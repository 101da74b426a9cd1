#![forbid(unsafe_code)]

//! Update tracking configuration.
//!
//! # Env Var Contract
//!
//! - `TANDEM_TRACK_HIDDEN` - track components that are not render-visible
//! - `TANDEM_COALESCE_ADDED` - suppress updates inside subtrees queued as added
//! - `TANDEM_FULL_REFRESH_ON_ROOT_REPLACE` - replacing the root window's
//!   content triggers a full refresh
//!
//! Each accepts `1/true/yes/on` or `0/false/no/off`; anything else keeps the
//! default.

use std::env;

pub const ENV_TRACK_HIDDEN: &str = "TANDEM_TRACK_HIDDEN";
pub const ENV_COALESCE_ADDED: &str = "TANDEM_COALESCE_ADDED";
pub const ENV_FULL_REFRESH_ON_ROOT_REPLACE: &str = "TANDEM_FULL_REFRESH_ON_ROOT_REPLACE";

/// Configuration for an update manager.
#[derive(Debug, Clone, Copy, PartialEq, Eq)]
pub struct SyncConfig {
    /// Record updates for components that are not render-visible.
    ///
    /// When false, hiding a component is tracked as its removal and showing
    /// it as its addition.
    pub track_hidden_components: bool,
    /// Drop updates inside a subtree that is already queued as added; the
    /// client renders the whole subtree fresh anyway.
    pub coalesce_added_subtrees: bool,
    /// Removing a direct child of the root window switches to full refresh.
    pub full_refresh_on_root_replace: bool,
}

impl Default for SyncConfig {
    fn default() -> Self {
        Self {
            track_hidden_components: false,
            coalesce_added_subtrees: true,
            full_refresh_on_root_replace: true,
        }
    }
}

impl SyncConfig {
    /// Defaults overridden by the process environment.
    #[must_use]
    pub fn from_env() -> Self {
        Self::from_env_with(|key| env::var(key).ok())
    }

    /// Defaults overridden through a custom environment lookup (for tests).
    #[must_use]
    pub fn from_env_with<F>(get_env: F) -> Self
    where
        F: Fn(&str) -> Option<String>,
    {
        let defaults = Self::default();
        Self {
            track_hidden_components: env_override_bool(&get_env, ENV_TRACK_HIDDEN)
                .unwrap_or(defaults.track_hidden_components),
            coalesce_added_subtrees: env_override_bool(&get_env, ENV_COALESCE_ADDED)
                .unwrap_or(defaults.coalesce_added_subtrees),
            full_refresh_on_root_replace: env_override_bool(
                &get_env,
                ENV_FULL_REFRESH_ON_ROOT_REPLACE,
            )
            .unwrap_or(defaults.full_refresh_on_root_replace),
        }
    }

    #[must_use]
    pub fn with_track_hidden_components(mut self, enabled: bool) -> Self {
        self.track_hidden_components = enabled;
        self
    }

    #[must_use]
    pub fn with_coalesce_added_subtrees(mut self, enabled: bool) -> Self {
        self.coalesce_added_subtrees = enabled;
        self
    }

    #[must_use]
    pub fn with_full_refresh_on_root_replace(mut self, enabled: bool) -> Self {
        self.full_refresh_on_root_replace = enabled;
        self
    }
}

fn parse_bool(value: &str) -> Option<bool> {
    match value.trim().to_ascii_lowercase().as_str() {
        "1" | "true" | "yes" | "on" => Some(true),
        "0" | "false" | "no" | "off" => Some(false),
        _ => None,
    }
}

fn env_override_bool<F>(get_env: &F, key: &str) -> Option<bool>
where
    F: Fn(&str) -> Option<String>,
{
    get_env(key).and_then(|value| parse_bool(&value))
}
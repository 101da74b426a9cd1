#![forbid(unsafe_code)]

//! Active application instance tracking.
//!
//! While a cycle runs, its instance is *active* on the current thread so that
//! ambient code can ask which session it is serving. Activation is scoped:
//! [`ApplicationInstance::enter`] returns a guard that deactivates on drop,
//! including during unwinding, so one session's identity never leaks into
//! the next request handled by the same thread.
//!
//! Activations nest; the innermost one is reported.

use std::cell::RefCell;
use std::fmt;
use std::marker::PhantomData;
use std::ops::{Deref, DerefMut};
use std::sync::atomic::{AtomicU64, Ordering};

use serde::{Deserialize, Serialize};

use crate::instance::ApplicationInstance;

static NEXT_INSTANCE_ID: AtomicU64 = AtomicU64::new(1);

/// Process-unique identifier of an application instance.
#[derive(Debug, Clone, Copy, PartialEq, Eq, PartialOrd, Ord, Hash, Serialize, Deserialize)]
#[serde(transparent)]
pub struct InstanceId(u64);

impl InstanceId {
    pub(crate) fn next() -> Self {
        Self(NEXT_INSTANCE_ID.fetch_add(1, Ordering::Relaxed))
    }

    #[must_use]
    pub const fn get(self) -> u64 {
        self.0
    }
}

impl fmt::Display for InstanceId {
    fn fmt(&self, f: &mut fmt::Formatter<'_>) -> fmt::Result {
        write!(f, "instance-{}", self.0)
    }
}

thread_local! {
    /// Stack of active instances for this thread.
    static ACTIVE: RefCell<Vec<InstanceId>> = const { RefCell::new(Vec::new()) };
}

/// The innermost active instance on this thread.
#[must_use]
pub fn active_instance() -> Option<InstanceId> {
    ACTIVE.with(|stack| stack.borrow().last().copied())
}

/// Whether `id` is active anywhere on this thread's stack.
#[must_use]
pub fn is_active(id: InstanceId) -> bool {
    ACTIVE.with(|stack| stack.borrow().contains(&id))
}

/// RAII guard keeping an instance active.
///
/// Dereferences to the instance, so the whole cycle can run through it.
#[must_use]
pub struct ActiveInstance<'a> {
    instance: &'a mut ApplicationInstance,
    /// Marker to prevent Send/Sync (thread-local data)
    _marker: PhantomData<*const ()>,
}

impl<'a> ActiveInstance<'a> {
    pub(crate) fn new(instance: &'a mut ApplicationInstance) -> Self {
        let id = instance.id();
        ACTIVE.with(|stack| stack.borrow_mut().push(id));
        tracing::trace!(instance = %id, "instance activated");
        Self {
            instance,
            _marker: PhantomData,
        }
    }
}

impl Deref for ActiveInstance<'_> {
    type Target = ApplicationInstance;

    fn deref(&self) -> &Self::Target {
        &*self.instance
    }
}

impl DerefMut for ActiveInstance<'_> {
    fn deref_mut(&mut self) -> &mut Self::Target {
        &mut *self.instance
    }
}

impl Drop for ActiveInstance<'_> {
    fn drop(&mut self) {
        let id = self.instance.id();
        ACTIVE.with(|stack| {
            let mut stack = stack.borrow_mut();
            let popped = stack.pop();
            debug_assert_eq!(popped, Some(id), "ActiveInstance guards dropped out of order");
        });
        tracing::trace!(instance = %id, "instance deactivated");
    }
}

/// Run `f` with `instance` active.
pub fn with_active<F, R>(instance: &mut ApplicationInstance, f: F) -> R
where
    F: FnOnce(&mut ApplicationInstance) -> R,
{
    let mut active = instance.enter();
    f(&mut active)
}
———
# [Task requirements]
Restate the records exactly. Leave nothing out.

# [Your solution]
repository 101da74b426a9cd1
#![forbid(unsafe_code)]

//! Update tracking configuration.
//!
//! # Env Var Contract
//!
//! - `TANDEM_TRACK_HIDDEN` - track components that are not render-visible
//! - `TANDEM_COALESCE_ADDED` - suppress updates inside subtrees queued as added
//! - `TANDEM_FULL_REFRESH_ON_ROOT_REPLACE` - replacing the root window's
//!   content triggers a full refresh
//!
//! Each accepts `1/true/yes/on` or `0/false/no/off`; anything else keeps the
//! default.

use std::env;

pub const ENV_TRACK_HIDDEN: &str = "TANDEM_TRACK_HIDDEN";
pub const ENV_COALESCE_ADDED: &str = "TANDEM_COALESCE_ADDED";
pub const ENV_FULL_REFRESH_ON_ROOT_REPLACE: &str = "TANDEM_FULL_REFRESH_ON_ROOT_REPLACE";

/// Configuration for an update manager.
#[derive(Debug, Clone, Copy, PartialEq, Eq)]
pub struct SyncConfig {
    /// Record updates for components that are not render-visible.
    ///
    /// When false, hiding a component is tracked as its removal and showing
    /// it as its addition.
    pub track_hidden_components: bool,
    /// Drop updates inside a subtree that is already queued as added; the
    /// client renders the whole subtree fresh anyway.
    pub coalesce_added_subtrees: bool,
    /// Removing a direct child of the root window switches to full refresh.
    pub full_refresh_on_root_replace: bool,
}

impl Default for SyncConfig {
    fn default() -> Self {
        Self {
            track_hidden_components: false,
            coalesce_added_subtrees: true,
            full_refresh_on_root_replace: true,
        }
    }
}

impl SyncConfig {
    /// Defaults overridden by the process environment.
    #[must_use]
    pub fn from_env() -> Self {
        Self::from_env_with(|key| env::var(key).ok())
    }

    /// Defaults overridden through a custom environment lookup (for tests).
    #[must_use]
    pub fn from_env_with<F>(get_env: F) -> Self
    where
        F: Fn(&str) -> Option<String>,
    {
        let defaults = Self::default();
        Self {
            track_hidden_components: env_override_bool(&get_env, ENV_TRACK_HIDDEN)
                .unwrap_or(defaults.track_hidden_components),
            coalesce_added_subtrees: env_override_bool(&get_env, ENV_COALESCE_ADDED)
                .unwrap_or(defaults.coalesce_added_subtrees),
            full_refresh_on_root_replace: env_override_bool(
                &get_env,
                ENV_FULL_REFRESH_ON_ROOT_REPLACE,
            )
            .unwrap_or(defaults.full_refresh_on_root_replace),
        }
    }

    #[must_use]
    pub fn with_track_hidden_components(mut self, enabled: bool) -> Self {
        self.track_hidden_components = enabled;
        self
    }

    #[must_use]
    pub fn with_coalesce_added_subtrees(mut self, enabled: bool) -> Self {
        self.coalesce_added_subtrees = enabled;
        self
    }

    #[must_use]
    pub fn with_full_refresh_on_root_replace(mut self, enabled: bool) -> Self {
        self.full_refresh_on_root_replace = enabled;
        self
    }
}

fn parse_bool(value: &str) -> Option<bool> {
    match value.trim().to_ascii_lowercase().as_str() {
        "1" | "true" | "yes" | "on" => Some(true),
        "0" | "false" | "no" | "off" => Some(false),
        _ => None,
    }
}

fn env_override_bool<F>(get_env: &F, key: &str) -> Option<bool>
where
    F: Fn(&str) -> Option<String>,
{
    get_env(key).and_then(|value| parse_bool(&value))
}
repository 101da74b426a9cd1
#![forbid(unsafe_code)]

//! Active application instance tracking.
//!
//! While a cycle runs, its instance is *active* on the current thread so that
//! ambient code can ask which session it is serving. Activation is scoped:
//! [`ApplicationInstance::enter`] returns a guard that deactivates on drop,
//! including during unwinding, so one session's identity never leaks into
//! the next request handled by the same thread.
//!
//! Activations nest; the innermost one is reported.

use std::cell::RefCell;
use std::fmt;
use std::marker::PhantomData;
use std::ops::{Deref, DerefMut};
use std::sync::atomic::{AtomicU64, Ordering};

use serde::{Deserialize, Serialize};

use crate::instance::ApplicationInstance;

static NEXT_INSTANCE_ID: AtomicU64 = AtomicU64::new(1);

/// Process-unique identifier of an application instance.
#[derive(Debug, Clone, Copy, PartialEq, Eq, PartialOrd, Ord, Hash, Serialize, Deserialize)]
#[serde(transparent)]
pub struct InstanceId(u64);

impl InstanceId {
    pub(crate) fn next() -> Self {
        Self(NEXT_INSTANCE_ID.fetch_add(1, Ordering::Relaxed))
    }

    #[must_use]
    pub const fn get(self) -> u64 {
        self.0
    }
}

impl fmt::Display for InstanceId {
    fn fmt(&self, f: &mut fmt::Formatter<'_>) -> fmt::Result {
        write!(f, "instance-{}", self.0)
    }
}

thread_local! {
    /// Stack of active instances for this thread.
    static ACTIVE: RefCell<Vec<InstanceId>> = const { RefCell::new(Vec::new()) };
}

/// The innermost active instance on this thread.
#[must_use]
pub fn active_instance() -> Option<InstanceId> {
    ACTIVE.with(|stack| stack.borrow().last().copied())
}

/// Whether `id` is active anywhere on this thread's stack.
#[must_use]
pub fn is_active(id: InstanceId) -> bool {
    ACTIVE.with(|stack| stack.borrow().contains(&id))
}

/// RAII guard keeping an instance active.
///
/// Dereferences to the instance, so the whole cycle can run through it.
#[must_use]
pub struct ActiveInstance<'a> {
    instance: &'a mut ApplicationInstance,
    /// Marker to prevent Send/Sync (thread-local data)
    _marker: PhantomData<*const ()>,
}

impl<'a> ActiveInstance<'a> {
    pub(crate) fn new(instance: &'a mut ApplicationInstance) -> Self {
        let id = instance.id();
        ACTIVE.with(|stack| stack.borrow_mut().push(id));
        tracing::trace!(instance = %id, "instance activated");
        Self {
            instance,
            _marker: PhantomData,
        }
    }
}

impl Deref for ActiveInstance<'_> {
    type Target = ApplicationInstance;

    fn deref(&self) -> &Self::Target {
        &*self.instance
    }
}

impl DerefMut for ActiveInstance<'_> {
    fn deref_mut(&mut self) -> &mut Self::Target {
        &mut *self.instance
    }
}

impl Drop for ActiveInstance<'_> {
    fn drop(&mut self) {
        let id = self.instance.id();
        ACTIVE.with(|stack| {
            let mut stack = stack.borrow_mut();
            let popped = stack.pop();
            debug_assert_eq!(popped, Some(id), "ActiveInstance guards dropped out of order");
        });
        tracing::trace!(instance = %id, "instance deactivated");
    }
}

/// Run `f` with `instance` active.
pub fn with_active<F, R>(instance: &mut ApplicationInstance, f: F) -> R
where
    F: FnOnce(&mut ApplicationInstance) -> R,
{
    let mut active = instance.enter();
    f(&mut active)
}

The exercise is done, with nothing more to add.